Gautier Langevin : Oui. On a même « hinté » certaines choses. Il y a des petits indices qu’on se plaisait à mettre au fur et à mesure de la série pour les lecteurs attentifs. Donc oui, c’était prévu. On savait qu’il y aurait des humains éventuellement.
Chaque volume se termine sur une chanson. Je me demandais si c’était l’influence de Lucky Luke? Est-ce que c’est un clin d’œil à son « Poor lonesome cowboy »?
Gautier Langevin : Oui, vraiment (rires). On est des fans de Ciné-cadeaux. Ça trahit notre âge un petit peu, je pense (rires).
Est-ce que ça a été difficile de faire publier Far Out au début? Est-ce la raison pour laquelle vous avez tous deux fondé la maison d’édition Front Froid?
Olivier Carpentier : On a fondé Front Froid parce qu’il y avait une difficulté de publication, en effet, mais ce n’était pas sur Far Out, c’était bien avant. Gautier et moi, on avait d’autres projets de bande dessinée, de la science-fiction. À l’époque, il n’y avait pas de maison d’édition, ou très peu du moins, qui faisaient ça. Donc la création de Front Froid est vraiment née d’un besoin. Puis Far Out a suivi plus tard.
Présentement, la situation de la bande dessinée au Québec est quand même beaucoup mieux. J’ai l’impression qu’il y a beaucoup de maisons d’édition et que, justement, la science-fiction et d’autres genres ont plus leur place aujourd’hui…

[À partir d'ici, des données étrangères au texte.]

//! SQLite-backed catalogue.
//!
//! The collection file stays the source of truth for scraping; the database
//! adds slugs, categories, play counts and "new" flags on top of it and
//! serves the read queries used by the CLI and the site generator.

mod models;
mod repository;
pub mod schema;

pub use models::{
    CatalogStats, CategoryCount, GamePlayStats, GameQuery, GameRow, ImportSummary, Page,
    SortOrder, DEFAULT_PER_PAGE, MAX_PER_PAGE,
};
pub use repository::GameRepository;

Gautier Langevin : Oui, vraiment. Il y a des beaux précédents qui ont été créés par différents artistes depuis à peu près 15 ans au Québec, qui ont ouvert, comme tu dis, les horizons à la fois des artistes et des lecteurs. Au Québec, on partait de loin quand même, et je pense que les lecteurs sont maintenant conscients que la bande dessinée, c’est un peu comme le cinéma. C’est-à-dire que si tu as des goûts particuliers, c’est sûr que tu vas trouver chaussure à ton pied éventuellement. Il y a tellement une belle diversité que tout le monde peut y trouver son compte. Je pense que tout le monde est de plus en plus conscient que c’est avant tout un langage, et non pas un genre, un style ou une audience en particulier, la bande dessinée.

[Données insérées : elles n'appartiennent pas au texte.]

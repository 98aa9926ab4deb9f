//! Read loop: bounded line framing and frame dispatch

use std::io;
use std::sync::Arc;

use serde_json::Value;
use tokio::io::{AsyncBufRead, AsyncBufReadExt};
use tokio::sync::mpsc;

use crate::control::{IncomingMessage, OutgoingMessage, PendingRequests, RpcErrorBody};
use crate::error::BridgeError;

use super::connection::CloseSignal;
use super::{InboundRequestHandler, NotificationHandler};

/// One unit read from the agent
#[derive(Debug, PartialEq, Eq)]
pub(super) enum Line {
    /// A complete frame (without the newline)
    Frame(String),
    /// A frame longer than the limit; its bytes were discarded
    Oversized(usize),
    /// End of stream
    Eof,
}

/// Read one newline-terminated frame, discarding frames over `max` bytes
///
/// A final frame without a trailing newline is still returned.
pub(super) async fn next_line<R>(reader: &mut R, buf: &mut Vec<u8>, max: usize) -> io::Result<Line>
where
    R: AsyncBufRead + Unpin,
{
    buf.clear();
    let mut discarded: Option<usize> = None;

    loop {
        let available = reader.fill_buf().await?;
        if available.is_empty() {
            return Ok(match discarded {
                Some(len) => Line::Oversized(len),
                None if buf.is_empty() => Line::Eof,
                None => Line::Frame(decode(buf)),
            });
        }

        let newline = available.iter().position(|b| *b == b'\n');
        let chunk = &available[..newline.unwrap_or(available.len())];
        match discarded.as_mut() {
            Some(len) => *len += chunk.len(),
            None if buf.len() + chunk.len() > max => {
                discarded = Some(buf.len() + chunk.len());
                buf.clear();
            }
            None => buf.extend_from_slice(chunk),
        }
        let consumed = newline.map_or(available.len(), |i| i + 1);
        reader.consume(consumed);

        if newline.is_some() {
            return Ok(match discarded {
                Some(len) => Line::Oversized(len),
                None => Line::Frame(decode(buf)),
            });
        }
    }
}

fn decode(buf: &[u8]) -> String {
    let text = String::from_utf8_lossy(buf);
    let text: &str = &text;
    text.strip_suffix('\r').unwrap_or(text).to_string()
}

/// State the read loop dispatches into
pub(super) struct ReaderContext {
    pub(super) pending: Arc<PendingRequests>,
    pub(super) outbound: mpsc::UnboundedSender<String>,
    pub(super) on_notification: NotificationHandler,
    pub(super) on_inbound_request: InboundRequestHandler,
    pub(super) closed: Arc<CloseSignal>,
    pub(super) max_line_bytes: usize,
}

impl ReaderContext {
    /// Read frames until the stream ends, then fire the closed signal
    pub(super) async fn run<R>(self, mut reader: R)
    where
        R: AsyncBufRead + Unpin,
    {
        let mut buf = Vec::new();
        let cause = loop {
            match next_line(&mut reader, &mut buf, self.max_line_bytes).await {
                Ok(Line::Frame(line)) => self.handle_line(&line),
                Ok(Line::Oversized(len)) => log::warn!(
                    "dropping {len}-byte frame from agent (limit {} bytes)",
                    self.max_line_bytes
                ),
                Ok(Line::Eof) => break None,
                Err(e) => break Some(format!("read from agent failed: {e}")),
            }
        };
        log::debug!("agent read loop ended ({cause:?})");
        self.closed.fire(cause);
    }

    fn handle_line(&self, line: &str) {
        let line = line.trim();
        if line.is_empty() {
            return;
        }
        log::trace!("<- {line}");

        let frame: Value = match serde_json::from_str(line) {
            Ok(frame) => frame,
            Err(e) => {
                log::warn!("dropping malformed frame from agent: {e}");
                return;
            }
        };

        match IncomingMessage::classify(frame) {
            Ok(IncomingMessage::Response { id, outcome }) => {
                let outcome = outcome.map_err(BridgeError::from);
                if !self.pending.complete(&id, outcome) {
                    log::debug!("dropping response for unknown request id {id}");
                }
            }
            Ok(IncomingMessage::Notification { method, params }) => {
                (self.on_notification)(method, params);
            }
            Ok(IncomingMessage::Request { id, method, params }) => {
                self.dispatch_inbound(id, method, params);
            }
            Err(e) => log::warn!("dropping frame from agent: {e}"),
        }
    }

    fn dispatch_inbound(&self, id: Value, method: String, params: Value) {
        let handler = self.on_inbound_request.clone();
        let outbound = self.outbound.clone();

        tokio::spawn(async move {
            let frame = match handler(method.clone(), params).await {
                Ok(result) => OutgoingMessage::Response { id, result },
                Err(err) => {
                    log::warn!("inbound request `{method}` failed: {err}");
                    OutgoingMessage::Error {
                        id,
                        error: RpcErrorBody::from_error(&err),
                    }
                }
            };
            match frame.to_line() {
                Ok(line) => {
                    if outbound.send(line).is_err() {
                        log::debug!("connection closed before answering `{method}`");
                    }
                }
                Err(e) => log::error!("failed to encode answer to `{method}`: {e}"),
            }
        });
    }
}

Qu’est-ce que ça vous fait aujourd’hui de voir la publication d’une intégrale, un beau gros volume, où les trois tomes sont enfin réunis?
Olivier Carpentier : Quand Gautier m’a apporté une première copie du livre, ça faisait de quoi, là. C’est un peu l’aboutissement. Le premier tome, on a commencé à le publier en webcomic en 2012, mais l’album est sorti en 2014. Donc, c’était dix ans plus tard. Ça terminait une étape dans nos vies, dans nos carrières. Je suis sur des nouveaux projets, Gautier aussi. Donc, oui, il y a eu beaucoup de satisfaction à tenir ça la première fois dans mes mains.
Et est-ce que vous pourriez retourner dans l’univers de Far Out un jour?
Gautier Langevin : Si on nous paye assez cher, oui (rires).
Olivier Carpentier : C’est ça. Je veux dire, le plaisir est là, les idées sont là. Après, c’est une question de moyens. Sauf que je ne dessine pas vite, donc ça me prend beaucoup de temps pour produire un album. Mais dans des bonnes conditions, pourquoi pas? Qui sait…
Far Out – L’intégrale, d’Olivier Carpentier et Gautier Langevin. Publié aux éditions Front Froid, 280 pages.